When we have a flexible team with a relatively small and familiar code base, touching everything isn’t challenging. It’s easy in that case.

The Legacy Project

The hard part is touching code in legacy projects. As a consultant, I had to do that often. How do you enter a project with a million lines of code and start refactoring?

The nice thing is that we’re all alike. The engineers that built the project were trained with similar books and similar thought processes. Once you understand their logic you can understand why they did something. But a large part of the difficulty is in the tooling. Projects that were built 20 years ago used tools that are no longer available. The code might no longer compile on a modern IDE. Our immediate reflex would be to try to use an old IDE and old tooling.

That might be a mistake.

Old tools keep the stale bit rot. This is an opportunity. Revisit the project and update the tools. A few years ago I did some work for an older C++ codebase. I didn’t understand the code base, but the original developers built it in an older version of Visual Studio.

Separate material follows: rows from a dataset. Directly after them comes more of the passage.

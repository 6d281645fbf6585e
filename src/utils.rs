/// Formatting helpers for log output
use time::macros::format_description;
use time::OffsetDateTime;

/// Format a timestamp as DD.MM.YYYY - HH:MM:SS, falling back to the default
/// representation if formatting fails.
pub fn format_datetime(dt: &OffsetDateTime) -> String {
    let format = format_description!("[day].[month].[year] - [hour]:[minute]:[second]");
    dt.format(format).unwrap_or_else(|_| dt.to_string())
}
//! Modulable effect parameters with cosine ramps.
//!
//! A modulable effect holds its numeric parameters in a [`ModParams`] map.
//! `update` sets new targets and starts a single shared ramp; each block
//! the owner advances the counter by one period and reads interpolated
//! values. After the ramp runs out every parameter equals its target
//! exactly, so coefficient recomputation can stop.

use crate::math::cosine_step;

#[derive(Debug, Clone)]
struct Slot {
    /// Value at ramp start.
    start: f32,
    target: f32,
}

/// Named f32 parameters sharing one cosine ramp.
///
/// Parameter names are fixed at construction; updates that mention unknown
/// names are ignored (logged at debug level), matching the control-plane
/// rule that range and key deviations never error.
///
/// # Example
///
/// ```rust
/// use mezcla_core::ModParams;
///
/// let mut params = ModParams::new(&[("wet_level", 0.5), ("room_size", 0.7)]);
/// params.update(&[("wet_level", 1.0)], 44100);
///
/// params.advance(22050);
/// let halfway = params.value("wet_level");
/// assert!(halfway > 0.5 && halfway < 1.0);
///
/// params.advance(22050);
/// assert_eq!(params.value("wet_level"), 1.0);
/// ```
#[derive(Debug, Clone)]
pub struct ModParams {
    slots: Vec<(String, Slot)>,
    /// Ramp length in samples. 0 means settled.
    total: u64,
    counter: u64,
}

impl ModParams {
    /// Create a parameter map from `(name, default)` pairs.
    pub fn new(defaults: &[(&str, f32)]) -> Self {
        Self {
            slots: defaults
                .iter()
                .map(|&(name, value)| {
                    (
                        name.to_owned(),
                        Slot {
                            start: value,
                            target: value,
                        },
                    )
                })
                .collect(),
            total: 0,
            counter: 0,
        }
    }

    /// Normalized ramp position in `[0, 1]`, eased by the cosine curve.
    #[inline]
    fn ramp_t(&self) -> f32 {
        if self.total == 0 || self.counter >= self.total {
            1.0
        } else {
            cosine_step(self.counter as f32 / self.total as f32)
        }
    }

    /// Current interpolated value of `name`.
    ///
    /// Unknown names return 0.0; effects only query the names they were
    /// constructed with.
    #[inline]
    pub fn value(&self, name: &str) -> f32 {
        let t = self.ramp_t();
        self.slots
            .iter()
            .find(|(n, _)| n == name)
            .map(|(_, slot)| slot.start + (slot.target - slot.start) * t)
            .unwrap_or(0.0)
    }

    /// Target value of `name` (the value after the ramp completes).
    #[inline]
    pub fn target(&self, name: &str) -> f32 {
        self.slots
            .iter()
            .find(|(n, _)| n == name)
            .map(|(_, slot)| slot.target)
            .unwrap_or(0.0)
    }

    /// Set one parameter immediately without disturbing the shared ramp.
    pub fn set(&mut self, name: &str, value: f32) {
        if let Some((_, slot)) = self.slots.iter_mut().find(|(n, _)| n == name) {
            slot.start = value;
            slot.target = value;
        } else {
            tracing::debug!(param = name, "ignoring unknown effect parameter");
        }
    }

    /// Set new targets and start a ramp of `ramp_samples`.
    ///
    /// Every slot re-anchors its start at the current interpolated value so
    /// back-to-back updates never jump. Names absent from `new` keep their
    /// current value as both start and target. A zero-length ramp applies
    /// the new values immediately.
    pub fn update(&mut self, new: &[(&str, f32)], ramp_samples: u64) {
        let t = self.ramp_t();
        for (_, slot) in &mut self.slots {
            let current = slot.start + (slot.target - slot.start) * t;
            slot.start = current;
            slot.target = current;
        }
        for &(name, value) in new {
            if let Some((_, slot)) = self.slots.iter_mut().find(|(n, _)| n == name) {
                slot.target = value;
            } else {
                tracing::debug!(param = name, "ignoring unknown effect parameter");
            }
        }
        if ramp_samples == 0 {
            for (_, slot) in &mut self.slots {
                slot.start = slot.target;
            }
            self.total = 0;
        } else {
            self.total = ramp_samples;
        }
        self.counter = 0;
    }

    /// Advance the shared ramp by `samples` (one period per block).
    pub fn advance(&mut self, samples: u64) {
        if self.total == 0 {
            return;
        }
        self.counter = self.counter.saturating_add(samples);
        if self.counter >= self.total {
            for (_, slot) in &mut self.slots {
                slot.start = slot.target;
            }
            self.total = 0;
            self.counter = 0;
        }
    }

    /// Whether a ramp is in flight.
    #[inline]
    pub fn is_ramping(&self) -> bool {
        self.total != 0
    }
}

Getting it to work on my Mac with LLVM and VS Code helped me visualize the moving pieces more clearly. Once I had a debugger up and running, fixing the bugs and weird issues became trivial. I can’t say I fully understood that codebase. But the process of porting and updating the tools exposed me to many nuances and issues.

When You Can’t

The flip side of that were cases where an existing legacy system is a customer requirement. I had to implement integrations with legacy systems that were external black boxes. We didn’t need to touch their code, but we needed to interface with these systems and rely on their behaviors. This is a very challenging situation.

Our solution in those cases was to create a mock of the system so we can simulate and test various scenarios. In one such situation, we wrote an app that sent requests and saved responses from such a “black box” to create a simple recorder.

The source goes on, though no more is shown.